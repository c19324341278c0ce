//! Text-to-speech voice selection.
//!
//! A `TtsVoice` names the cloud voice a bot speaks with. The default matches
//! what most production bots were provisioned with.

use serde::{Deserialize, Serialize};

/// A cloud TTS voice: BCP-47 language code plus the provider's voice name.
#[derive(Debug, Clone, PartialEq, Eq, Serialize, Deserialize)]
pub struct TtsVoice {
    /// BCP-47 language code, e.g. `en-US`.
    pub language_code: String,
    /// Provider voice name, e.g. `en-US-Wavenet-F`.
    pub name: String,
}

impl TtsVoice {
    /// Builds a voice from a provider voice name, deriving the language code
    /// from its leading `xx-YY` segment.
    pub fn from_name(name: &str) -> Self {
        let language_code = name
            .splitn(3, '-')
            .take(2)
            .collect::<Vec<_>>()
            .join("-");
        Self {
            language_code: if language_code.contains('-') {
                language_code
            } else {
                "en-US".to_string()
            },
            name: name.to_string(),
        }
    }
}

impl Default for TtsVoice {
    fn default() -> Self {
        Self {
            language_code: "en-US".to_string(),
            name: "en-US-Wavenet-F".to_string(),
        }
    }
}
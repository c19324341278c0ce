//! Bot-script playback: intent classification, the turn engine, and
//! call-session persistence.
//!
//! A bot walks a customer through its script one line at a time. Each turn
//! takes the customer's transcribed reply, classifies it into the
//! yes/no/repeat/unrecognized vocabulary, and decides what the bot does
//! next: advance, repeat, reprompt, end the call, or hand off to a human.
//! The engine itself is pure; persistence lives in the session store.

mod classify;
mod engine;
mod store;

pub use classify::classify_intent;
pub use engine::{DialogueEngine, EngineConfig, TurnOutcome};
pub use store::{
    create_session, get_session, list_sessions, record_turn, CallSession, TurnRecord,
};

use thiserror::Error;

/// Errors that can occur during dialogue operations.
#[derive(Debug, Error)]
pub enum DialogueError {
    #[error("database error: {0}")]
    Database(#[from] rusqlite::Error),

    #[error("json serialization error: {0}")]
    Json(#[from] serde_json::Error),

    #[error("session {0} not found")]
    NotFound(String),

    #[error("session {0} is already finished")]
    SessionClosed(String),

    #[error("step {step} is outside the script ({len} lines)")]
    StepOutOfRange {
        /// The offending step index.
        step: usize,
        /// Script length.
        len: usize,
    },
}
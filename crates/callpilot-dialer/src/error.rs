use thiserror::Error;

/// Errors that can occur when talking to the dialer.
#[derive(Debug, Error)]
pub enum DialerError {
    /// The HTTP request itself failed (connect, timeout, TLS).
    #[error("dialer http error: {0}")]
    Http(#[from] reqwest::Error),

    /// The dialer is not configured (empty base URL).
    #[error("dialer is not configured")]
    Disabled,

    /// The dialer replied with an `ERROR` line.
    #[error("dialer replied with an error: {0}")]
    Vendor(String),

    /// The dialer reply could not be interpreted.
    #[error("invalid dialer reply: {0}")]
    InvalidReply(String),

    /// No cached or persisted session exists for the agent.
    #[error("no session for agent {0}")]
    MissingSession(String),

    /// Session persistence failed.
    #[error("database error: {0}")]
    Database(#[from] rusqlite::Error),

    /// Could not check out a pooled connection.
    #[error("connection pool error: {0}")]
    Pool(#[from] r2d2::Error),

    /// A blocking persistence task panicked or was cancelled.
    #[error("task join error: {0}")]
    Join(#[from] tokio::task::JoinError),
}
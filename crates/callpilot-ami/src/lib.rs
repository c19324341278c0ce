//! Asterisk Manager Interface client for call redirection and origination.
//!
//! The AMI wire format is CRLF-separated `Key: Value` lines, one blank line
//! between frames. This crate implements the small subset the service
//! needs: `Login`, `Redirect`, `Originate`, `Hangup`, and `Logoff`, plus
//! the two composed operations built on them — handing a live bot call to
//! a human closer, and originating an outbound call to a bot's SIP peer.
//!
//! The client holds one connection, serializes actions through it, and
//! reconnects on demand: a dropped socket surfaces as an error for the
//! in-flight action and the next action re-establishes the session.

mod client;
mod protocol;
mod transfer;

pub use client::{AmiClient, AmiConfig};
pub use protocol::{Action, AmiResponse};
pub use transfer::{originate_bot_call, transfer_to_closer, TransferConfig};

use thiserror::Error;

/// Errors that can occur when talking to the PBX manager interface.
#[derive(Debug, Error)]
pub enum AmiError {
    /// Socket-level failure.
    #[error("ami io error: {0}")]
    Io(#[from] std::io::Error),

    /// The manager rejected our credentials.
    #[error("ami login failed: {0}")]
    LoginFailed(String),

    /// An action was answered with `Response: Error`.
    #[error("ami action {action} failed: {message}")]
    ActionFailed {
        /// The action name.
        action: String,
        /// The manager's `Message` field, if any.
        message: String,
    },

    /// A frame could not be interpreted.
    #[error("ami protocol error: {0}")]
    Protocol(String),

    /// The manager interface is not configured (empty host).
    #[error("ami is not configured")]
    Disabled,

    /// Connect or read deadline exceeded.
    #[error("ami operation timed out")]
    Timeout,
}
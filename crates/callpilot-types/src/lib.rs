//! Shared types, error definitions, and constants for the callpilot service.
//!
//! This crate provides the foundational types used across all callpilot
//! crates: dialer agent statuses, classified customer intents, dialogue
//! actions, and the validated bot script container.
//!
//! No crate in the workspace depends on anything *except* `callpilot-types`
//! for cross-cutting type definitions. This keeps the dependency graph clean
//! and prevents circular dependencies.

use serde::{Deserialize, Serialize};

pub mod voice;

pub use voice::TtsVoice;

/// Dialer-side agent state.
///
/// The string codes match what the dialer's Agent API expects in
/// `external_status` / `external_pause` calls and reports back in status
/// queries.
#[derive(Debug, Clone, Copy, PartialEq, Eq, Hash, Serialize, Deserialize)]
pub enum AgentStatus {
    /// Agent is ready to take calls.
    Ready,
    /// Agent is paused (no calls routed).
    Paused,
    /// Agent is on a live call.
    Incall,
    /// Agent is available between calls.
    Avail,
    /// Agent is not logged in to the dialer.
    LoggedOut,
}

impl AgentStatus {
    /// Returns the dialer wire code for this status.
    pub fn as_code(self) -> &'static str {
        match self {
            Self::Ready => "READY",
            Self::Paused => "PAUSED",
            Self::Incall => "INCALL",
            Self::Avail => "AVAIL",
            Self::LoggedOut => "LOGOUT",
        }
    }
}

impl std::fmt::Display for AgentStatus {
    fn fmt(&self, f: &mut std::fmt::Formatter<'_>) -> std::fmt::Result {
        f.write_str(self.as_code())
    }
}

impl std::str::FromStr for AgentStatus {
    type Err = ParseAgentStatusError;

    fn from_str(s: &str) -> Result<Self, Self::Err> {
        match s.to_ascii_uppercase().as_str() {
            "READY" => Ok(Self::Ready),
            "PAUSED" | "PAUSE" => Ok(Self::Paused),
            "INCALL" => Ok(Self::Incall),
            "AVAIL" | "AVAILABLE" => Ok(Self::Avail),
            "LOGOUT" | "LOGGED_OUT" => Ok(Self::LoggedOut),
            _ => Err(ParseAgentStatusError(s.to_string())),
        }
    }
}

/// Error returned when parsing an unknown agent status code.
#[derive(Debug, Clone, thiserror::Error)]
#[error("unknown agent status: {0}")]
pub struct ParseAgentStatusError(pub String);

/// A customer reply, classified into the small vocabulary the dialogue
/// engine branches on.
#[derive(Debug, Clone, Copy, PartialEq, Eq, Hash, Serialize, Deserialize)]
#[serde(rename_all = "snake_case")]
pub enum Intent {
    /// Affirmative reply.
    Yes,
    /// Negative reply.
    No,
    /// The customer asked for the last line again.
    Repeat,
    /// Nothing usable was recognized.
    Unrecognized,
}

impl Intent {
    /// Returns the canonical label for this intent.
    pub fn as_str(self) -> &'static str {
        match self {
            Self::Yes => "yes",
            Self::No => "no",
            Self::Repeat => "repeat",
            Self::Unrecognized => "unrecognized",
        }
    }
}

impl std::fmt::Display for Intent {
    fn fmt(&self, f: &mut std::fmt::Formatter<'_>) -> std::fmt::Result {
        f.write_str(self.as_str())
    }
}

/// What the dialogue engine decided to do after a turn.
#[derive(Debug, Clone, Copy, PartialEq, Eq, Serialize, Deserialize)]
#[serde(rename_all = "snake_case")]
pub enum DialogueAction {
    /// Move to the next script line and speak it.
    Advance,
    /// Hand the call to a live human agent.
    TransferToAgent,
    /// End the call politely.
    EndCall,
    /// Repeat the current script line.
    Repeat,
    /// Ask the customer to say it again.
    Reprompt,
}

impl DialogueAction {
    /// Returns the canonical label for this action.
    pub fn as_str(self) -> &'static str {
        match self {
            Self::Advance => "advance",
            Self::TransferToAgent => "transfer_to_agent",
            Self::EndCall => "end_call",
            Self::Repeat => "repeat",
            Self::Reprompt => "reprompt",
        }
    }
}

/// The directive handed to the telephony layer after a dialogue turn:
/// the action taken plus the text the bot should speak next (if any).
#[derive(Debug, Clone, PartialEq, Serialize, Deserialize)]
pub struct CallDirective {
    /// The action the engine chose.
    pub action: DialogueAction,
    /// What the bot says next. `None` when the call is over and nothing
    /// more is spoken.
    pub say: Option<String>,
}

/// An ordered, non-empty list of script lines a bot walks through.
#[derive(Debug, Clone, PartialEq, Serialize, Deserialize)]
#[serde(try_from = "Vec<String>", into = "Vec<String>")]
pub struct BotScript {
    lines: Vec<String>,
}

impl BotScript {
    /// Builds a script from raw lines.
    ///
    /// # Errors
    ///
    /// Returns `EmptyScriptError` if `lines` is empty or every line is
    /// blank.
    pub fn new(lines: Vec<String>) -> Result<Self, EmptyScriptError> {
        let lines: Vec<String> = lines
            .into_iter()
            .map(|l| l.trim().to_string())
            .filter(|l| !l.is_empty())
            .collect();
        if lines.is_empty() {
            return Err(EmptyScriptError);
        }
        Ok(Self { lines })
    }

    /// Returns the line at `index`, if it exists.
    pub fn line(&self, index: usize) -> Option<&str> {
        self.lines.get(index).map(String::as_str)
    }

    /// Number of lines in the script.
    pub fn len(&self) -> usize {
        self.lines.len()
    }

    /// A script is never empty by construction.
    pub fn is_empty(&self) -> bool {
        false
    }

    /// All lines in order.
    pub fn lines(&self) -> &[String] {
        &self.lines
    }
}

impl TryFrom<Vec<String>> for BotScript {
    type Error = EmptyScriptError;

    fn try_from(lines: Vec<String>) -> Result<Self, Self::Error> {
        Self::new(lines)
    }
}

impl From<BotScript> for Vec<String> {
    fn from(script: BotScript) -> Self {
        script.lines
    }
}

/// Error returned when a bot script has no usable lines.
#[derive(Debug, Clone, Copy, thiserror::Error)]
#[error("bot script must contain at least one non-empty line")]
pub struct EmptyScriptError;

#[cfg(test)]
mod tests {
    use super::*;

    #[test]
    fn agent_status_round_trips_through_code() {
        for status in [
            AgentStatus::Ready,
            AgentStatus::Paused,
            AgentStatus::Incall,
            AgentStatus::Avail,
            AgentStatus::LoggedOut,
        ] {
            let code = status.as_code();
            let parsed: AgentStatus = code.parse().expect("code should parse");
            assert_eq!(parsed, status, "status {code} should round-trip");
        }
    }

    #[test]
    fn agent_status_rejects_unknown_code() {
        let err = "DIALING".parse::<AgentStatus>().unwrap_err();
        assert_eq!(err.0, "DIALING");
    }

    #[test]
    fn bot_script_rejects_empty() {
        assert!(BotScript::new(vec![]).is_err());
        assert!(BotScript::new(vec!["   ".to_string(), "".to_string()]).is_err());
    }

    #[test]
    fn bot_script_trims_and_indexes() {
        let script = BotScript::new(vec![
            "  Hello, this is an automated call.  ".to_string(),
            "Would you like to hear more?".to_string(),
        ])
        .expect("script should build");

        assert_eq!(script.len(), 2);
        assert_eq!(script.line(0), Some("Hello, this is an automated call."));
        assert_eq!(script.line(2), None);
    }

    #[test]
    fn bot_script_serde_as_plain_array() {
        let script = BotScript::new(vec!["Hi".to_string()]).unwrap();
        let json = serde_json::to_string(&script).unwrap();
        assert_eq!(json, r#"["Hi"]"#);

        let back: BotScript = serde_json::from_str(&json).unwrap();
        assert_eq!(back, script);

        let empty: Result<BotScript, _> = serde_json::from_str("[]");
        assert!(empty.is_err(), "empty array should fail validation");
    }
}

□ □ □ □ □ □ □

**AIM OF THE TASK:** Within the material, count each line that includes the word "again", and give the total by itself.

**TASK ANSWER:** 2